I had previously posted an article about the flu pandemic of the late 1910s. Today, I searched more specifically on “influenza” and “masks” in that timeframe. If you’ve struggled with sewing a mask, I hope you appreciate these small finds.

“Red Cross workers of Boston, Massachusetts, removing bundles of masks for American Soldiers from table where other women are busily engaged in making them.” National Archives Identifier: 45499363

From “Comments On Influenza” in Virginia Medical Monthly, 1918.

The Face Mask: With terrible emphasis the public, as well as the profession, has had its attention drawn during this epidemic to the rise of the mask for the protection of people diseases. The surgeons while operating have used the mask during recent years to prevent disease germs from entering wounds of the patients from the mouth and nose of the surgeons. During this terrible epidemic, the proper use of a properly made mask undoubtedly protected many people from “taking” the “Spanish Flu.”

The use of the mask should become more general. At certain periods of the year, when epidemic diseases entering the body through respiratory route appear, it should be used especially by children in schools, on cars, or in moving picture theatres, etc. Of course, the mask should be properly made should be worn on same side, and should be sterilized before being again used. Measles, whooping-cough, meningitis, infantile paralysis, scarlet fever, influenza, pneumonia and tuberculosis–maybe, at least in part, held in check through this precaution. Remembering that the micro-organisms which make possible these diseases implanted and propagated in bodies of the people and disseminated therefrom to infect the respiratory passage of other bodies, every means that tends to obstruct and prevent this transplantation should be used thoroughly.
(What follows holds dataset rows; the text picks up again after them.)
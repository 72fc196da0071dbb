use chrono::DateTime;
use chrono::Utc;
use serde::Deserialize;
use serde::Serialize;
use std::ops::Deref;

use crate::key::Key;

#[derive(Clone, Debug, PartialEq, Serialize, Deserialize)]
pub enum PropertyValue {
    Null,
    Bool(bool),
    Int(i64),
    Float(f64),
    String(String),
    Bytes(Vec<u8>),
    Time(DateTime<Utc>),
    Key(Key),
}

/// A single named field of an entity. Repeated fields are represented by several properties sharing the same name,
/// each having `multiple` set.
#[derive(Clone, Debug, PartialEq, Serialize, Deserialize)]
pub struct Property {
    pub name:     String,
    pub value:    PropertyValue,
    pub multiple: bool,
    pub no_index: bool,
}

impl Property {
    pub fn new<S: Into<String>>(name: S, value: PropertyValue) -> Self {
        Self {
            name: name.into(),
            value,
            multiple: false,
            no_index: false,
        }
    }

    pub fn repeated<S: Into<String>>(name: S, value: PropertyValue) -> Self {
        Self {
            multiple: true,
            ..Self::new(name, value)
        }
    }

    pub fn unindexed(mut self) -> Self {
        self.no_index = true;
        self
    }
}

/// The ordered field-list form every entity is exchanged in.
#[derive(Clone, Debug, Default, PartialEq, Serialize, Deserialize)]
pub struct PropertyList(Vec<Property>);

impl PropertyList {
    pub fn new() -> Self {
        Self::default()
    }

    pub fn push(&mut self, property: Property) {
        self.0.push(property);
    }

    pub fn with(mut self, property: Property) -> Self {
        self.0.push(property);
        self
    }

    /// First property with the given name.
    pub fn get(&self, name: &str) -> Option<&Property> {
        self.0.iter().find(|p| p.name == name)
    }

    /// All values of a (possibly repeated) property, in order.
    pub fn values_of<'a>(&'a self, name: &'a str) -> impl Iterator<Item = &'a PropertyValue> + 'a {
        self.0.iter().filter(move |p| p.name == name).map(|p| &p.value)
    }

    pub fn into_inner(self) -> Vec<Property> {
        self.0
    }
}

impl Deref for PropertyList {
    type Target = [Property];

    fn deref(&self) -> &Self::Target {
        &self.0
    }
}

impl From<Vec<Property>> for PropertyList {
    fn from(properties: Vec<Property>) -> Self {
        Self(properties)
    }
}

impl FromIterator<Property> for PropertyList {
    fn from_iter<I: IntoIterator<Item = Property>>(iter: I) -> Self {
        Self(iter.into_iter().collect())
    }
}

impl IntoIterator for PropertyList {
    type IntoIter = std::vec::IntoIter<Property>;
    type Item = Property;

    fn into_iter(self) -> Self::IntoIter {
        self.0.into_iter()
    }
}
In an interesting article (Jour A. M. A.  October 12th, 1918 page 1216), Doust and Lyon reported experiments with face masks and reached the following conclusions:

1 During ordinary or loud speech, infected material from the mouth is rarely projected to a distance of four feet, and usually less. A four-foot danger zone exists about the patient under these conditions.

2 During coughing, infected material from the mouth may be projected at least ten feet. The danger zone about a coughing patient has then, a minimum radius of ten feet.
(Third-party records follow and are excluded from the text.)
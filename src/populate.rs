//! Lock & populate protocol.
//!
//! For keys the first cache read could not resolve:
//!
//! 1. place a lock item with a random value for each key; keys with no item get an add-if-absent, keys whose item is
//!    an ownerless invalidation lock or is unusable get a compare-and-swap against the version seen by the first read;
//! 2. read the keys back once; a lock holding our value is ours and its version is what we'll swap against;
//!    a decodable entity or not-found item placed by someone else is used as is;
//! 3. read every remaining key from the backing store;
//! 4. compare-and-swap the results into the cache, for owned keys only.
//!
//! A key whose item changed after step 2 (a write invalidated it, for one) makes its swap fail, so a possibly stale read
//! never overwrites fresher data. No step ever waits for another caller, and no cache failure is returned to the caller.

use std::collections::HashMap;

use crate::cache::check_aligned;
use crate::cache::Cache;
use crate::error::CacheError;
use crate::error::Error;
use crate::error::KeyError;
use crate::item;
use crate::item::CacheItem;
use crate::item::Lookup;
use crate::key::Key;
use crate::traits::BackingStore;
use crate::traits::DistributedCache;
use crate::traits::WriteOutcome;
use crate::types::KeyResult;
use crate::types::KeyStatus;
use crate::types::Sink;

/// A key left unresolved by the first cache read.
#[derive(Debug, Clone, Copy)]
pub(crate) struct Pending {
    pub(crate) idx:   usize,
    /// Version of an item to take over with compare-and-swap; `None` locks with add-if-absent.
    pub(crate) claim: Option<u64>,
}

impl Pending {
    pub(crate) fn add(idx: usize) -> Self {
        Self { idx, claim: None }
    }

    pub(crate) fn claim(idx: usize, version: u64) -> Self {
        Self {
            idx,
            claim: Some(version),
        }
    }
}

impl<S, C> Cache<S, C>
where
    S: BackingStore,
    C: DistributedCache,
{
    pub(crate) async fn lock_and_populate(
        &self,
        keys: &[Key],
        cache_keys: &[String],
        pending: Vec<Pending>,
        results: &mut [Option<KeyStatus>],
        sink: &mut dyn Sink,
    ) -> Result<(), Error> {
        let locks = pending
            .iter()
            .map(|p| CacheItem::lock(cache_keys[p.idx].as_str(), self.lock_ttl()))
            .collect::<Vec<_>>();

        let mut adds = Vec::new();
        let mut claims = Vec::new();
        for (lock, p) in locks.iter().zip(&pending) {
            match p.claim {
                Some(version) => claims.push(lock.clone().with_version(version)),
                None => adds.push(lock.clone()),
            }
        }
        if !adds.is_empty() {
            let count = adds.len();
            Self::report_locks("add", count, self.cache().add_multi(adds).await);
        }
        if !claims.is_empty() {
            let count = claims.len();
            Self::report_locks("claim", count, self.cache().compare_and_swap_multi(claims).await);
        }

        // One read serves both purposes: it gives owned locks' versions and picks up values other callers have
        // populated meanwhile.
        let lock_keys = locks.iter().map(|l| l.key.clone()).collect::<Vec<_>>();
        let items = self.read_cache(&lock_keys).await;

        let mut owned: HashMap<usize, u64> = HashMap::new();
        let mut fetch = Vec::with_capacity(pending.len());
        for (lock, idx) in locks.iter().zip(pending.into_iter().map(|p| p.idx)) {
            let item = items.get(&lock.key);
            if let Some(item) = item.filter(|item| item.is_lock_of(lock)) {
                owned.insert(idx, item.version);
                fetch.push(idx);
                continue;
            }

            match item::interpret(item) {
                Lookup::Entity(properties) => match sink.accept(idx, properties) {
                    Ok(()) => {
                        results[idx] = Some(KeyResult::Found(()));
                        continue;
                    }
                    Err(err) => tracing::debug!("Populated entity '{}' does not load: {err}", keys[idx]),
                },
                Lookup::NotFound => {
                    results[idx] = Some(KeyResult::NotFound);
                    continue;
                }
                Lookup::Locked | Lookup::Miss => (),
            }
            fetch.push(idx);
        }

        if fetch.is_empty() {
            return Ok(());
        }

        tracing::trace!(
            "Reading {} key(s) from the backing store, {} owned",
            fetch.len(),
            owned.len()
        );

        let fetch_keys = fetch.iter().map(|&idx| keys[idx].clone()).collect::<Vec<_>>();
        let fetched = self.store().read_multi(&fetch_keys).await?;
        check_aligned("read_multi", fetched.len(), fetch.len())?;

        let mut swaps = Vec::with_capacity(owned.len());
        for (idx, outcome) in fetch.into_iter().zip(fetched) {
            let version = owned.get(&idx).copied();
            results[idx] = Some(match outcome {
                Ok(Some(properties)) => {
                    if let Some(version) = version {
                        if let Some(item) = self.entity_item(&cache_keys[idx], &properties) {
                            swaps.push(item.with_version(version));
                        }
                    }
                    match sink.accept(idx, properties) {
                        Ok(()) => KeyResult::Found(()),
                        Err(err) => KeyResult::Failed(KeyError::Codec(err)),
                    }
                }
                Ok(None) => {
                    if let Some(version) = version {
                        swaps.push(CacheItem::not_found(cache_keys[idx].as_str()).with_version(version));
                    }
                    KeyResult::NotFound
                }
                // The lock stays in place; the next reader retries the backing store.
                Err(err) => KeyResult::Failed(KeyError::Store(err)),
            });
        }

        if !swaps.is_empty() {
            self.swap_in(swaps).await;
        }

        Ok(())
    }

    // Lock placement only prepares ownership; the read back decides it, so failures here are just reported.
    fn report_locks(op: &str, count: usize, outcome: Result<Vec<WriteOutcome>, CacheError>) {
        match outcome {
            Ok(outcomes) => {
                let landed = outcomes.iter().filter(|o| **o == WriteOutcome::Stored).count();
                tracing::trace!("{op}: {landed} of {count} lock(s) landed");
                for outcome in outcomes {
                    if let WriteOutcome::Failed(err) = outcome {
                        tracing::warn!("{op}: failed to lock: {err}");
                    }
                }
            }
            Err(err) => tracing::warn!("{op}: failed to place {count} lock(s): {err}"),
        }
    }

    async fn swap_in(&self, swaps: Vec<CacheItem>) {
        let count = swaps.len();
        let cache_keys = swaps.iter().map(|s| s.key.clone()).collect::<Vec<_>>();
        match self.cache().compare_and_swap_multi(swaps).await {
            Ok(outcomes) => {
                for (cache_key, outcome) in cache_keys.iter().zip(outcomes) {
                    match outcome {
                        WriteOutcome::Stored => (),
                        WriteOutcome::NotStored => {
                            tracing::debug!("Lost populate race for '{cache_key}', value not cached")
                        }
                        WriteOutcome::Failed(err) => tracing::warn!("Failed to cache '{cache_key}': {err}"),
                    }
                }
            }
            Err(err) => tracing::warn!("Failed to cache {count} item(s): {err}"),
        }
    }
}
3 Masks of coarse or medium gauze of from two to ten layers do not prevent the projection of infected material from the mouth during coughing. Such masks are worthless, therefore, in preventing the dissemination of respiratory infections.

4 A three layer buttercloth mask is efficient in preventing the projection of infectious material from the mouth during speaking or coughing. It is a suitable mask, therefore, be worn in connection with respiratory disease.
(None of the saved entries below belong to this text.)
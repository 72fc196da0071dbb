use serde::Deserialize;
use serde::Serialize;
use sha2::Digest;
use sha2::Sha256;
use std::cmp::Ordering;
use std::fmt::Display;
use std::hash::Hash;
use std::hash::Hasher;

/// Memcache refuses keys longer than this.
pub const MAX_CACHE_KEY_LEN: usize = 250;

/// Incomplete ids order first, then integer ids, then names.
#[derive(Clone, Debug, PartialEq, Eq, PartialOrd, Ord, Hash, Serialize, Deserialize)]
pub enum KeyId {
    Incomplete,
    Int(i64),
    Name(String),
}

/// Identity of an entity in the backing store.
///
/// A key is a path of `(kind, id)` elements rooted in a namespace. Keys order element by element from the root, each
/// element by namespace, kind and id. The [encoded](Key::encode) form is stable across processes.
#[derive(Clone, Debug, Serialize, Deserialize)]
pub struct Key {
    namespace: String,
    parent:    Option<Box<Key>>,
    kind:      String,
    id:        KeyId,
}

impl Key {
    pub fn int<S: Into<String>>(kind: S, id: i64) -> Self {
        Self {
            namespace: String::new(),
            parent:    None,
            kind:      kind.into(),
            id:        if id == 0 { KeyId::Incomplete } else { KeyId::Int(id) },
        }
    }

    pub fn name<S: Into<String>, N: Into<String>>(kind: S, name: N) -> Self {
        let name = name.into();
        Self {
            namespace: String::new(),
            parent:    None,
            kind:      kind.into(),
            id:        if name.is_empty() { KeyId::Incomplete } else { KeyId::Name(name) },
        }
    }

    /// A key the backing store will assign an id to on write.
    pub fn incomplete<S: Into<String>>(kind: S) -> Self {
        Self {
            namespace: String::new(),
            parent:    None,
            kind:      kind.into(),
            id:        KeyId::Incomplete,
        }
    }

    pub fn with_parent(mut self, parent: Key) -> Self {
        // Children always live in their parent's namespace.
        self.namespace = parent.namespace.clone();
        self.parent = Some(Box::new(parent));
        self
    }

    pub fn with_namespace<S: Into<String>>(mut self, namespace: S) -> Self {
        self.namespace = namespace.into();
        self
    }

    pub fn namespace(&self) -> &str {
        &self.namespace
    }

    pub fn parent(&self) -> Option<&Key> {
        self.parent.as_deref()
    }

    pub fn kind(&self) -> &str {
        &self.kind
    }

    pub fn id(&self) -> &KeyId {
        &self.id
    }

    pub fn is_complete(&self) -> bool {
        !matches!(self.id, KeyId::Incomplete)
    }

    /// Returns a copy of this key with the id filled in. Used by stores allocating ids for incomplete keys.
    pub fn complete_with(&self, id: i64) -> Self {
        let mut key = self.clone();
        key.id = KeyId::Int(id);
        key
    }

    /// Checks the key is usable as an entity address. Incompleteness of the key itself is not an error here because
    /// writes accept incomplete keys.
    pub fn validate(&self) -> Result<(), String> {
        if self.kind.is_empty() {
            return Err("key kind must not be empty".to_string());
        }
        if let Some(parent) = self.parent() {
            if !parent.is_complete() {
                return Err(format!("parent of '{self}' is incomplete"));
            }
            if parent.namespace != self.namespace {
                return Err(format!(
                    "'{self}' is in namespace '{}' but its parent is in '{}'",
                    self.namespace, parent.namespace
                ));
            }
            parent.validate()?;
        }
        Ok(())
    }

    /// Stable string form of the key, distinct for distinct keys. Integer ids encode in numeric order.
    pub fn encode(&self) -> String {
        let mut out = String::with_capacity(32);
        escape_into(&self.namespace, &mut out);
        self.encode_path(&mut out);
        out
    }

    fn encode_path(&self, out: &mut String) {
        if let Some(parent) = self.parent() {
            parent.encode_path(out);
        }
        out.push('/');
        escape_into(&self.kind, out);
        out.push(':');
        match &self.id {
            KeyId::Incomplete => out.push('?'),
            // Flipping the sign bit makes unsigned lexical order match signed numeric order.
            KeyId::Int(id) => out.push_str(&format!("i{:016x}", (*id as u64) ^ (1 << 63))),
            KeyId::Name(name) => {
                out.push('s');
                escape_into(name, out);
            }
        }
    }

    /// Elements from the root down to this key.
    fn path(&self) -> Vec<&Key> {
        let mut path = vec![self];
        let mut current = self;
        while let Some(parent) = current.parent() {
            path.push(parent);
            current = parent;
        }
        path.reverse();
        path
    }

    /// The index under which the key's item lives in the distributed cache.
    pub fn cache_key(&self, prefix: &str) -> String {
        let encoded = self.encode();
        if prefix.len() + encoded.len() <= MAX_CACHE_KEY_LEN {
            format!("{prefix}{encoded}")
        }
        else {
            format!("{prefix}sha256:{}", hex::encode(Sha256::digest(encoded.as_bytes())))
        }
    }
}

fn escape_into(s: &str, out: &mut String) {
    for c in s.chars() {
        match c {
            '%' => out.push_str("%25"),
            '/' => out.push_str("%2F"),
            ':' => out.push_str("%3A"),
            _ => out.push(c),
        }
    }
}

impl PartialEq for Key {
    fn eq(&self, other: &Self) -> bool {
        self.namespace == other.namespace
            && self.kind == other.kind
            && self.id == other.id
            && self.parent == other.parent
    }
}

impl Eq for Key {}

impl Hash for Key {
    fn hash<H: Hasher>(&self, state: &mut H) {
        self.namespace.hash(state);
        self.parent.hash(state);
        self.kind.hash(state);
        self.id.hash(state);
    }
}

impl PartialOrd for Key {
    fn partial_cmp(&self, other: &Self) -> Option<Ordering> {
        Some(self.cmp(other))
    }
}

// Agrees with `PartialEq`: keys are equal only if every element of their paths is.
impl Ord for Key {
    fn cmp(&self, other: &Self) -> Ordering {
        let (ours, theirs) = (self.path(), other.path());
        ours.iter()
            .zip(&theirs)
            .map(|(a, b)| (&a.namespace, &a.kind, &a.id).cmp(&(&b.namespace, &b.kind, &b.id)))
            .find(|ordering| ordering.is_ne())
            .unwrap_or_else(|| ours.len().cmp(&theirs.len()))
    }
}

impl Display for Key {
    fn fmt(&self, f: &mut std::fmt::Formatter<'_>) -> std::fmt::Result {
        if let Some(parent) = self.parent() {
            write!(f, "{parent}")?;
        }
        else if !self.namespace.is_empty() {
            write!(f, "[{}]", self.namespace)?;
        }
        match &self.id {
            KeyId::Incomplete => write!(f, "/{},?", self.kind),
            KeyId::Int(id) => write!(f, "/{},{id}", self.kind),
            KeyId::Name(name) => write!(f, "/{},{name:?}", self.kind),
        }
    }
}

#[cfg(test)]
mod tests {
    use super::*;

    #[test]
    fn zero_id_is_incomplete() {
        assert!(!Key::int("Entity", 0).is_complete());
        assert!(!Key::name("Entity", "").is_complete());
        assert!(Key::int("Entity", -3).is_complete());
    }

    #[test]
    fn encoding_preserves_integer_order() {
        let ids = [i64::MIN, -100, -1, 1, 2, 10, 255, 256, i64::MAX];
        let keys = ids.iter().map(|id| Key::int("Entity", *id)).collect::<Vec<_>>();
        for pair in keys.windows(2) {
            assert!(pair[0].encode() < pair[1].encode(), "{} !< {}", pair[0], pair[1]);
            assert!(pair[0] < pair[1]);
        }
    }

    #[test]
    fn separators_are_escaped() {
        let a = Key::name("A", "x/B:sy");
        let b = Key::name("B", "y").with_parent(Key::name("A", "x"));
        assert_ne!(a.encode(), b.encode());
        assert_ne!(a, b);
    }

    #[test]
    fn parent_and_namespace_matter() {
        let parent = Key::int("Parent", 1).with_namespace("ns");
        let child = Key::int("Entity", 1).with_parent(parent.clone());
        assert_eq!(child.namespace(), "ns");
        assert_ne!(child.encode(), Key::int("Entity", 1).encode());
        assert_eq!(child.parent(), Some(&parent));
        assert_eq!(child.to_string(), "[ns]/Parent,1/Entity,1");
    }

    #[test]
    fn validation() {
        assert!(Key::int("", 1).validate().is_err());
        assert!(Key::int("Entity", 1).with_parent(Key::incomplete("Parent")).validate().is_err());
        assert!(Key::incomplete("Entity").validate().is_ok());

        let moved = Key::int("Entity", 1)
            .with_parent(Key::int("Parent", 1).with_namespace("a"))
            .with_namespace("b");
        assert!(moved.validate().is_err());
    }

    #[test]
    fn names_order_by_their_text() {
        let amp = Key::name("Entity", "a&");
        let slash = Key::name("Entity", "a/");
        let colon = Key::name("Entity", "a:");
        assert!(amp < slash);
        assert!(slash < colon);
        assert!(Key::incomplete("Entity") < Key::int("Entity", i64::MIN));
        assert!(Key::int("Entity", i64::MAX) < Key::name("Entity", "a"));
        assert!(Key::int("Parent", 1) < Key::int("Entity", 1).with_parent(Key::int("Parent", 1)));
    }

    #[test]
    fn ordering_agrees_with_equality() {
        let a = Key::int("Entity", 1)
            .with_parent(Key::int("Parent", 1).with_namespace("x"))
            .with_namespace("y");
        let b = Key::int("Entity", 1)
            .with_parent(Key::int("Parent", 1).with_namespace("y"))
            .with_namespace("y");
        assert_ne!(a, b);
        assert_ne!(a.cmp(&b), Ordering::Equal);

        let set = [a.clone(), b.clone(), a.clone()]
            .into_iter()
            .collect::<std::collections::BTreeSet<_>>();
        assert_eq!(set.len(), 2);
        assert_eq!(a.cmp(&a.clone()), Ordering::Equal);
    }

    #[test]
    fn long_keys_are_hashed() {
        let short = Key::int("Entity", 1);
        assert_eq!(short.cache_key("p:"), format!("p:{}", short.encode()));

        let long = Key::name("Entity", "n".repeat(400));
        let cache_key = long.cache_key("p:");
        assert!(cache_key.len() <= MAX_CACHE_KEY_LEN);
        assert!(cache_key.starts_with("p:sha256:"));
        assert_eq!(cache_key, long.clone().cache_key("p:"));
    }
}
Then buttercloth, six by eight inches, hemmed on the edges (with four tapes), makes the best cloth mask.

From Influenza, a Study of Measures Adopted for the Control of the Epidemic, by Wilfred H. Kellogg. Issue 31 of Special Bulletin, California State Board of Health. 1919.

From “Home Treatment of Influenza” in Good Health, 1919.

While it is hoped that there will not be a repetition of the influenza epidemic which occurred last year, yet we should be very foolish to be caught as unprepared before. Even though the majority our nurses have returned from the war, there is still a great shortage in the country, and it is highly important that every woman should prepare herself to do the things in case the disease should again invade her home or neighborhood.

That much can be done by the woman who has only a short course in nursing, is illustrated by what a group young women did last winter when influenza came to Battle Creek. There was, of course, a very great shortage nurses and the calls coming to the outpatient department of the Battle Creek Sanitarium were so numerous and urgent that those in charge of the work were all distracted because of their inability to supply the demand for assistance. The young women of the Battle Creek Sanitarium School of Home Economics were therefore invited to co-operate with the Dispensary by going into the various homes of the sick and rendering such assistance.

The first point of instruction was that of prevention. Each girl was supplied with a face mask and instructed to wear it every moment that she was in the house where the influenza prevailed. The mask consisted of three thicknesses of heavy cheesecloth, commonly known as buttercloth, the mask being large enough to cover both the nose and the mouth. This was six by eight inches in size and was fastened by strings coming from the four corners. In order to make the mask a little more comfortable, three or four small tucks were placed at each end thus a little fullness over the nose.

They were instructed always to disinfect their hands and face with a solution of bichloride of mercury, tablets of which can be obtained at any drugstore, or a weak solution of carbolic acid. In removing the mask they were to fold it with the side worn next to the face on the inside of the fold, and to lay it on a clean surface, made so by washing with a disinfectant–the mask to be replaced before again entering the room of the patient–care being taken to put the same side toward the face as had previously been worn or, a better plan still, to put a clean disinfected mask on each time. It is believed that the careful wearing of the mask was responsible for so few cases of influenza resulting among the students. Only three out of about seventy-five who were assisting in homes where the influenza prevailed, contracted the disease. One of them admitted that she had been careless in the wearing of her mask.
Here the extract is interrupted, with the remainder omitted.